Every line in the entries where "DuplicateDelivery" is found should be copied.

■ ■ ■ ■ ■

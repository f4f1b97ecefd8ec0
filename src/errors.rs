use actix_web::{error::ResponseError, http::StatusCode, HttpResponse};
use serde_json::json;
use thiserror::Error;
use uuid::Uuid;

pub type Result<T> = std::result::Result<T, EscrowEngineError>;

#[derive(Error, Debug)]
pub enum EscrowEngineError {
    #[error("Database error: {0}")]
    Database(#[from] sqlx::Error),

    #[error("Migration error: {0}")]
    Migration(#[from] sqlx::migrate::MigrateError),

    #[error("Redis error: {0}")]
    Redis(#[from] redis::RedisError),

    #[error("Validation error: {0}")]
    Validation(String),

    #[error("Escrow not found: {0}")]
    EscrowNotFound(Uuid),

    #[error("Spending category not found: {0}")]
    CategoryNotFound(Uuid),

    #[error("Payment request not found: {0}")]
    PaymentRequestNotFound(Uuid),

    #[error("No funding record for transaction code: {0}")]
    UnknownTransactionCode(String),

    #[error("Funding intent not found: {0}")]
    FundingIntentNotFound(Uuid),

    #[error("Insufficient {scope} balance: required {required}, available {available}")]
    InsufficientBalance {
        scope: &'static str,
        required: i64,
        available: i64,
    },

    #[error("Daily limit exceeded: requested {requested}, remaining today {remaining_today}")]
    DailyLimitExceeded {
        requested: i64,
        remaining_today: i64,
    },

    #[error("Escrow {escrow_id} is not active (status: {status})")]
    EscrowNotActive { escrow_id: Uuid, status: String },

    #[error("Invalid state transition for {entity}: {from} -> {to}")]
    InvalidStateTransition {
        entity: &'static str,
        from: String,
        to: String,
    },

    #[error("Forbidden: {0}")]
    Forbidden(String),

    #[error("Underfunded external transaction: expected {expected}, reported {reported}")]
    UnderfundedExternalTransaction { expected: i64, reported: i64 },

    #[error("External rail unavailable: {0}")]
    ExternalRailUnavailable(String),

    #[error("Invalid on-chain address: {0}")]
    InvalidAddress(String),

    #[error("Exchange rate unavailable")]
    ExchangeRateUnavailable,

    #[error("Duplicate delivery")]
    DuplicateDelivery,

    #[error("Crypto error: {0}")]
    Crypto(String),

    #[error("Internal error: {0}")]
    Internal(String),
}

impl From<serde_json::Error> for EscrowEngineError {
    fn from(err: serde_json::Error) -> Self {
        EscrowEngineError::Internal(format!("JSON serialization error: {}", err))
    }
}

impl From<reqwest::Error> for EscrowEngineError {
    fn from(err: reqwest::Error) -> Self {
        // Timeouts and connection failures are transient from the caller's
        // point of view; retry policy decides what to do with them.
        EscrowEngineError::ExternalRailUnavailable(err.to_string())
    }
}

impl ResponseError for EscrowEngineError {
    fn error_response(&self) -> HttpResponse {
        let status_code = self.status_code();

        HttpResponse::build(status_code).json(json!({
            "error": {
                "code": status_code.as_u16(),
                "message": self.to_string(),
                "type": self.error_type()
            }
        }))
    }

    fn status_code(&self) -> StatusCode {
        match self {
            EscrowEngineError::Database(_) => StatusCode::INTERNAL_SERVER_ERROR,
            EscrowEngineError::Migration(_) => StatusCode::INTERNAL_SERVER_ERROR,
            EscrowEngineError::Redis(_) => StatusCode::INTERNAL_SERVER_ERROR,
            EscrowEngineError::Validation(_) => StatusCode::BAD_REQUEST,
            EscrowEngineError::EscrowNotFound(_) => StatusCode::NOT_FOUND,
            EscrowEngineError::CategoryNotFound(_) => StatusCode::NOT_FOUND,
            EscrowEngineError::PaymentRequestNotFound(_) => StatusCode::NOT_FOUND,
            EscrowEngineError::UnknownTransactionCode(_) => StatusCode::NOT_FOUND,
            EscrowEngineError::FundingIntentNotFound(_) => StatusCode::NOT_FOUND,
            EscrowEngineError::InsufficientBalance { .. } => StatusCode::BAD_REQUEST,
            EscrowEngineError::DailyLimitExceeded { .. } => StatusCode::BAD_REQUEST,
            EscrowEngineError::EscrowNotActive { .. } => StatusCode::CONFLICT,
            EscrowEngineError::InvalidStateTransition { .. } => StatusCode::CONFLICT,
            EscrowEngineError::Forbidden(_) => StatusCode::FORBIDDEN,
            EscrowEngineError::UnderfundedExternalTransaction { .. } => StatusCode::BAD_REQUEST,
            EscrowEngineError::ExternalRailUnavailable(_) => StatusCode::SERVICE_UNAVAILABLE,
            EscrowEngineError::InvalidAddress(_) => StatusCode::BAD_REQUEST,
            EscrowEngineError::ExchangeRateUnavailable => StatusCode::SERVICE_UNAVAILABLE,
            EscrowEngineError::DuplicateDelivery => StatusCode::CONFLICT,
            EscrowEngineError::Crypto(_) => StatusCode::INTERNAL_SERVER_ERROR,
            EscrowEngineError::Internal(_) => StatusCode::INTERNAL_SERVER_ERROR,
        }
    }
}

impl EscrowEngineError {
    fn error_type(&self) -> &str {
        match self {
            EscrowEngineError::Database(_) => "database_error",
            EscrowEngineError::Migration(_) => "database_error",
            EscrowEngineError::Redis(_) => "cache_error",
            EscrowEngineError::Validation(_) => "validation_error",
            EscrowEngineError::EscrowNotFound(_) => "not_found",
            EscrowEngineError::CategoryNotFound(_) => "not_found",
            EscrowEngineError::PaymentRequestNotFound(_) => "not_found",
            EscrowEngineError::UnknownTransactionCode(_) => "not_found",
            EscrowEngineError::FundingIntentNotFound(_) => "not_found",
            EscrowEngineError::InsufficientBalance { .. } => "insufficient_balance",
            EscrowEngineError::DailyLimitExceeded { .. } => "daily_limit_exceeded",
            EscrowEngineError::EscrowNotActive { .. } => "invalid_state_transition",
            EscrowEngineError::InvalidStateTransition { .. } => "invalid_state_transition",
            EscrowEngineError::Forbidden(_) => "forbidden",
            EscrowEngineError::UnderfundedExternalTransaction { .. } => "underfunded_transaction",
            EscrowEngineError::ExternalRailUnavailable(_) => "rail_unavailable",
            EscrowEngineError::InvalidAddress(_) => "invalid_address",
            EscrowEngineError::ExchangeRateUnavailable => "rail_unavailable",
            EscrowEngineError::DuplicateDelivery => "duplicate_delivery",
            EscrowEngineError::Crypto(_) => "crypto_error",
            EscrowEngineError::Internal(_) => "internal_error",
        }
    }

    /// Transient faults are retried by the settlement workers; everything
    /// else surfaces immediately.
    pub fn is_retryable(&self) -> bool {
        matches!(
            self,
            EscrowEngineError::ExternalRailUnavailable(_)
                | EscrowEngineError::ExchangeRateUnavailable
                | EscrowEngineError::Database(_)
                | EscrowEngineError::Redis(_)
        )
    }
}

#[cfg(test)]
mod tests {
    use super::*;

    #[test]
    fn test_validation_errors_are_not_retryable() {
        assert!(!EscrowEngineError::InsufficientBalance {
            scope: "escrow",
            required: 100,
            available: 50,
        }
        .is_retryable());
        assert!(!EscrowEngineError::Forbidden("not the sender".into()).is_retryable());
        assert!(!EscrowEngineError::InvalidStateTransition {
            entity: "escrow",
            from: "expired".into(),
            to: "active".into(),
        }
        .is_retryable());
    }

    #[test]
    fn test_rail_faults_are_retryable() {
        assert!(EscrowEngineError::ExternalRailUnavailable("timeout".into()).is_retryable());
        assert!(EscrowEngineError::ExchangeRateUnavailable.is_retryable());
    }
}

■ ■ ■ ■ ■

**WRITTEN REPLY**
    DuplicateDelivery,
            EscrowEngineError::DuplicateDelivery => StatusCode::CONFLICT,
            EscrowEngineError::DuplicateDelivery => "duplicate_delivery",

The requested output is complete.